As before, if we evaluate this polynomial at x = y = 1, we get the count. Also as before, if we evaluate its derivative with respect to x at x = y = 1, we get the volume. What’s new is that, if we evaluate its derivative with respect to y at x = y = 1, we get the mass!

To solve ITA’s puzzle in full, then, we use the seminearring Measure defined as follows.

data M
type Mass = Wrap M (Nat Integer)
type Measure = Deriv Count (Volume, Mass)

To keep track of two derivatives (volume and mass) at the same time, we need to write a boring Module instance for pairs.

instance (Module r a, Module r b) => Module r (a,b) where
  r *> (a,b) = (r *> a, r *> b)
  (a,b) <* r = (a <* r, b <* r)

The main remaining question is, where does mass come from? A letter by itself has count 1 and volume 1…

*WordNumbers4> char undefined :: Count
1
*WordNumbers4> char undefined :: Volume
1

… but no mass.

instance Character Mass where
  char _ = zero

*WordNumbers4> char undefined :: Mass
0

After all, nothing in our grammar ten9 indicates the numeric values of the strings. Nothing, that is, except the order of the strings: recall that ten9 lists strings in numeric order.

*WordNumbers4> take 5 ten9 :: [String]
["one","two","three","four","five"]

What we need to do, then, is to define a new seminearring that is like Trie Char Measure except it automatically assigns the first string in the list the mass 0, the second string the mass 1, the third string the mass 2, and so on. Let us call this seminearring Numbered Char.

newtype Numbered c = Numbered (Trie c Measure)

instance Character (Numbered Char) where
  char = Numbered . char

The wrapper type Numbered lets us automate the assignment of masses to a list of strings, in two steps. First, when adding two lists of strings together, the mass of each string in the second list increases by the number of strings in the first list. This increase is because the string that used to be at index m in the second list is now at index n + m in the combined list, where n is the number of strings in the first list. (More generally, a bunch of c strings that used to have total mass m in the second list now have total mass cn + m in the combined list.)

instance (Ord c) => Monoid (Numbered c) where
  zero = Numbered zero
  Numbered a + Numbered b = Numbered (a + fmap f b)
    where Deriv n _ = total a
          f (Deriv c (v,m)) = Deriv c (v, Wrap (c * n) + m)

Second, when multiplying two lists of strings together, the mass of each string in the first list is scaled by the number of strings in the second list. This scaling is because the string that used to be at index m in the first list now begins index mn in the combined list, where n is the number of strings in the second list.

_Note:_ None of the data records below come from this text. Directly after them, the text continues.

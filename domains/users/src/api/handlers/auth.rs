//! Sign-in and logout API handlers
//!
//! Implements:
//! - POST /api/auth/google - Sign in or sign up with a Google ID token
//! - POST /api/auth/apple - Sign in or sign up with an Apple identity token
//! - POST /api/auth/logout - Clear the caller's refresh token

use axum::{extract::State, Json};
use chrono::{DateTime, Utc};
use serde::{Deserialize, Serialize};
use smartspend_auth::{AuthError, IdentityVerifier, ProviderKind, SignInOutcome};
use smartspend_common::ValidatedJson;
use validator::Validate;

use crate::api::handlers::users::UserProfileResponse;
use crate::api::middleware::{AuthUser, UsersState};

/// Body of both sign-in endpoints
#[derive(Debug, Deserialize, Validate)]
pub struct IdTokenRequest {
    #[serde(rename = "idToken", alias = "id_token")]
    #[validate(length(min = 1))]
    pub id_token: String,
}

#[derive(Debug, Serialize)]
#[serde(rename_all = "camelCase")]
pub struct SignInResponse {
    pub message: String,
    pub access_token: String,
    pub refresh_token: String,
    pub refresh_token_expiry: DateTime<Utc>,
    pub user_profile: UserProfileResponse,
    pub is_new_user: bool,
}

#[derive(Debug, Serialize)]
pub struct MessageResponse {
    pub message: String,
}

fn welcome_message(provider: ProviderKind, is_new_user: bool) -> String {
    match (provider, is_new_user) {
        (ProviderKind::Google, true) => "Successfully signed up with Google!",
        (ProviderKind::Google, false) => "Successfully logged in! Welcome back.",
        (ProviderKind::Apple, true) => "Successfully signed up with Apple!",
        (ProviderKind::Apple, false) => "Successfully logged in with Apple!",
    }
    .to_string()
}

async fn sign_in_with(
    state: &UsersState,
    verifier: &dyn IdentityVerifier,
    id_token: &str,
) -> Result<Json<SignInResponse>, AuthError> {
    let identity = verifier.verify(id_token).await?;
    let SignInOutcome {
        user,
        access_token,
        refresh_token,
        refresh_token_expires_at,
        is_new_user,
    } = state.auth.sign_in.sign_in_or_sign_up(&identity).await?;

    Ok(Json(SignInResponse {
        message: welcome_message(identity.provider, is_new_user),
        access_token,
        refresh_token,
        refresh_token_expiry: refresh_token_expires_at,
        user_profile: UserProfileResponse::from(user),
        is_new_user,
    }))
}

/// POST /api/auth/google - Sign in or sign up with a Google ID token
pub async fn google_sign_in(
    State(state): State<UsersState>,
    ValidatedJson(request): ValidatedJson<IdTokenRequest>,
) -> Result<Json<SignInResponse>, AuthError> {
    sign_in_with(&state, state.auth.google.as_ref(), &request.id_token).await
}

/// POST /api/auth/apple - Sign in or sign up with an Apple identity token
pub async fn apple_sign_in(
    State(state): State<UsersState>,
    ValidatedJson(request): ValidatedJson<IdTokenRequest>,
) -> Result<Json<SignInResponse>, AuthError> {
    sign_in_with(&state, state.auth.apple.as_ref(), &request.id_token).await
}

/// POST /api/auth/logout - Clear the caller's refresh token
pub async fn logout(
    AuthUser(auth_context): AuthUser,
    State(state): State<UsersState>,
) -> Result<Json<MessageResponse>, AuthError> {
    state.auth.sign_in.logout(auth_context.user_id).await?;

    Ok(Json(MessageResponse {
        message: "Successfully logged out".to_string(),
    }))
}
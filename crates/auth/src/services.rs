//! Wiring of the token lifecycle and provider verifiers

use std::sync::Arc;
use std::time::Duration;

use smartspend_common::Config;

use crate::backend::AuthBackend;
use crate::config::AuthConfig;
use crate::error::AuthError;
use crate::providers::{AppleVerifier, CachedKeySet, GoogleVerifier, HttpKeySetSource, IdentityVerifier};
use crate::sign_in::SignInService;
use crate::store::UserStore;
use crate::tokens::TokenService;

/// Everything the HTTP layer needs, built once at startup
#[derive(Clone)]
pub struct AuthServices {
    pub backend: AuthBackend,
    pub tokens: Arc<TokenService>,
    pub sign_in: SignInService,
    pub google: Arc<dyn IdentityVerifier>,
    pub apple: Arc<dyn IdentityVerifier>,
}

impl AuthServices {
    pub fn new(
        config: &AuthConfig,
        users: Arc<dyn UserStore>,
        google: Arc<dyn IdentityVerifier>,
        apple: Arc<dyn IdentityVerifier>,
    ) -> Result<Self, AuthError> {
        let tokens = Arc::new(TokenService::new(config, users)?);
        Ok(Self {
            backend: AuthBackend::new(tokens.clone()),
            sign_in: SignInService::new(tokens.clone()),
            tokens,
            google,
            apple,
        })
    }

    /// Production wiring: verifiers backed by the providers' published key sets
    pub fn from_config(config: &Config, users: Arc<dyn UserStore>) -> Result<Self, AuthError> {
        let timeout = Duration::from_secs(config.key_set_fetch_timeout_secs);
        let ttl = Duration::from_secs(config.key_set_cache_ttl_secs);
        let min_refresh_interval = Duration::from_secs(config.key_set_min_refresh_interval_secs);

        let key_set = |url: &str| {
            Arc::new(
                CachedKeySet::new(Arc::new(HttpKeySetSource::new(url, timeout)), ttl)
                    .with_min_refresh_interval(min_refresh_interval),
            )
        };
        let google_keys = key_set(&config.google_certs_url);
        let apple_keys = key_set(&config.apple_keys_url);

        let google = GoogleVerifier::new(config.google_client_ids.clone(), google_keys)?;
        let apple = AppleVerifier::new(&config.apple_client_id, apple_keys)?;

        Self::new(
            &AuthConfig::from_config(config),
            users,
            Arc::new(google),
            Arc::new(apple),
        )
    }
}
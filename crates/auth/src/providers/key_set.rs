//! Published signing key sets (JWKS) with a time-bounded cache

use std::collections::HashMap;
use std::sync::Arc;
use std::time::{Duration, Instant};

use reqwest::StatusCode;
use serde::{Deserialize, Serialize};
use tokio::sync::{Mutex, RwLock};

use crate::error::AuthError;

/// Upper bound on a key set response body
pub const MAX_KEY_SET_SIZE: usize = 1 << 20;

#[derive(Debug, Clone, Default, PartialEq, Eq, Serialize, Deserialize)]
pub struct KeySet {
    pub keys: Vec<Jwk>,
}

/// One published key. `n` and `e` are base64url-encoded big-endian integers.
#[derive(Debug, Clone, PartialEq, Eq, Serialize, Deserialize)]
pub struct Jwk {
    pub kty: String,
    #[serde(default)]
    pub kid: String,
    #[serde(rename = "use", default)]
    pub use_: String,
    #[serde(default)]
    pub alg: String,
    #[serde(default)]
    pub n: String,
    #[serde(default)]
    pub e: String,
}

/// Where a key set comes from
#[async_trait::async_trait]
pub trait KeySetSource: Send + Sync {
    async fn fetch(&self) -> Result<KeySet, AuthError>;
}

/// Fetches a key set over HTTPS.
///
/// Transport errors, non-200 responses, oversized and undecodable payloads all
/// surface as `UpstreamUnavailable`.
pub struct HttpKeySetSource {
    url: String,
    client: reqwest::Client,
}

impl HttpKeySetSource {
    pub fn new(url: impl Into<String>, timeout: Duration) -> Self {
        let client = reqwest::Client::builder()
            .timeout(timeout)
            .build()
            .unwrap_or_else(|_| reqwest::Client::new());

        Self {
            url: url.into(),
            client,
        }
    }
}

#[async_trait::async_trait]
impl KeySetSource for HttpKeySetSource {
    async fn fetch(&self) -> Result<KeySet, AuthError> {
        let response = self.client.get(&self.url).send().await.map_err(|e| {
            AuthError::UpstreamUnavailable(format!("failed to fetch {}: {}", self.url, e))
        })?;

        if response.status() != StatusCode::OK {
            return Err(AuthError::UpstreamUnavailable(format!(
                "{} returned status {}",
                self.url,
                response.status()
            )));
        }

        let payload = response.bytes().await.map_err(|e| {
            AuthError::UpstreamUnavailable(format!("failed to read {}: {}", self.url, e))
        })?;
        if payload.len() > MAX_KEY_SET_SIZE {
            return Err(AuthError::UpstreamUnavailable(format!(
                "key set too large: {} bytes",
                payload.len()
            )));
        }

        serde_json::from_slice(&payload)
            .map_err(|e| AuthError::UpstreamUnavailable(format!("failed to decode key set: {}", e)))
    }
}

#[derive(Default)]
struct CacheState {
    keys: HashMap<String, Jwk>,
    last_fetch: Option<Instant>,
    last_refresh_attempt: Option<Instant>,
}

/// Key lookup by key id over a [`KeySetSource`].
///
/// Entries are served for `ttl` after a fetch. A kid that is absent from a
/// fresh cache triggers one re-fetch before `KeyNotFound`, so provider key
/// rotation is picked up immediately. A zero `ttl` fetches on every lookup.
///
/// Fetches, successful or not, are at least `min_refresh_interval` apart.
/// Inside that window lookups are answered from whatever is cached.
pub struct CachedKeySet {
    source: Arc<dyn KeySetSource>,
    ttl: Duration,
    min_refresh_interval: Duration,
    cache: RwLock<CacheState>,
    refresh_lock: Mutex<()>,
}

impl CachedKeySet {
    pub fn new(source: Arc<dyn KeySetSource>, ttl: Duration) -> Self {
        Self {
            source,
            ttl,
            min_refresh_interval: Duration::ZERO,
            cache: RwLock::new(CacheState::default()),
            refresh_lock: Mutex::new(()),
        }
    }

    pub fn with_min_refresh_interval(mut self, interval: Duration) -> Self {
        self.min_refresh_interval = interval;
        self
    }

    pub async fn find(&self, kid: &str) -> Result<Jwk, AuthError> {
        if let Some(key) = self.lookup_fresh(kid).await {
            return Ok(key);
        }

        let _guard = self.refresh_lock.lock().await;
        // Another task may have refreshed while we waited
        if let Some(key) = self.lookup_fresh(kid).await {
            return Ok(key);
        }

        let last_attempt = self.cache.read().await.last_refresh_attempt;
        if !can_attempt(last_attempt, self.min_refresh_interval) {
            return self.lookup_throttled(kid).await;
        }

        if let Err(error) = self.refresh().await {
            let stale = self.cache.read().await.keys.get(kid).cloned();
            return match stale {
                Some(key) => {
                    tracing::warn!(kid = %kid, error = %error, "Key set refresh failed, using cached key");
                    Ok(key)
                }
                None => Err(error),
            };
        }

        self.cache
            .read()
            .await
            .keys
            .get(kid)
            .cloned()
            .ok_or_else(|| AuthError::KeyNotFound(kid.to_string()))
    }

    async fn lookup_fresh(&self, kid: &str) -> Option<Jwk> {
        let cache = self.cache.read().await;
        if is_stale(cache.last_fetch, self.ttl) {
            return None;
        }
        cache.keys.get(kid).cloned()
    }

    /// Answer from the cache, stale or not, while refetching is not allowed
    async fn lookup_throttled(&self, kid: &str) -> Result<Jwk, AuthError> {
        let cache = self.cache.read().await;
        if let Some(key) = cache.keys.get(kid) {
            return Ok(key.clone());
        }

        tracing::debug!(kid = %kid, "Key set refresh throttled");
        if cache.last_fetch.is_none() {
            return Err(AuthError::UpstreamUnavailable(
                "key set not yet available".to_string(),
            ));
        }
        Err(AuthError::KeyNotFound(kid.to_string()))
    }

    async fn refresh(&self) -> Result<(), AuthError> {
        self.cache.write().await.last_refresh_attempt = Some(Instant::now());

        let key_set = self.source.fetch().await?;
        let keys: HashMap<String, Jwk> = key_set
            .keys
            .into_iter()
            .map(|key| (key.kid.clone(), key))
            .collect();

        tracing::debug!(count = keys.len(), "Key set refreshed");

        let mut cache = self.cache.write().await;
        cache.keys = keys;
        cache.last_fetch = Some(Instant::now());
        Ok(())
    }
}

fn is_stale(last_fetch: Option<Instant>, ttl: Duration) -> bool {
    match last_fetch {
        Some(last_fetch) => ttl.is_zero() || last_fetch.elapsed() > ttl,
        None => true,
    }
}

fn can_attempt(last_attempt: Option<Instant>, min_interval: Duration) -> bool {
    match last_attempt {
        None => true,
        Some(ts) => ts.elapsed() >= min_interval,
    }
}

instance (Ord c) => Seminearring (Numbered c) where
  one = Numbered one
  Numbered a * Numbered b = Numbered (fmap f a * b)
    where Deriv n _ = total b
          f (Deriv c (v,m)) = Deriv c (v, m <* n)

These two instance definitions use the fact that Trie is a Functor.

instance Functor (Trie c) where
  fmap f (Trie t e r) = Trie (f t) (f e) (fmap (fmap f) r)

Done! Because our list of strings begins at “one” rather than “zero”, we prepend an empty string (“one +”) to correct the masses.

answer | target == volume m = (string, mass m)
       | otherwise = error "The target letter does not end a string"
  where target = 51000000000
        Numbered grammar = one + ten9
        (string, m) = search stop grammar
        stop m = volume m >= target
        volume (Deriv _ (Wrap (Nat n), _)) = n
        mass   (Deriv _ (_, Wrap (Nat n))) = n

The answer to the puzzle is an ordered pair.

*WordNumbers4> answer
("sixhundredseventysixmillionsevenhundredfortysixthousandfivehundredseventyfive",413540008163475743)

Update: Fixed the trie invariant along with some problems in grammar and indentation.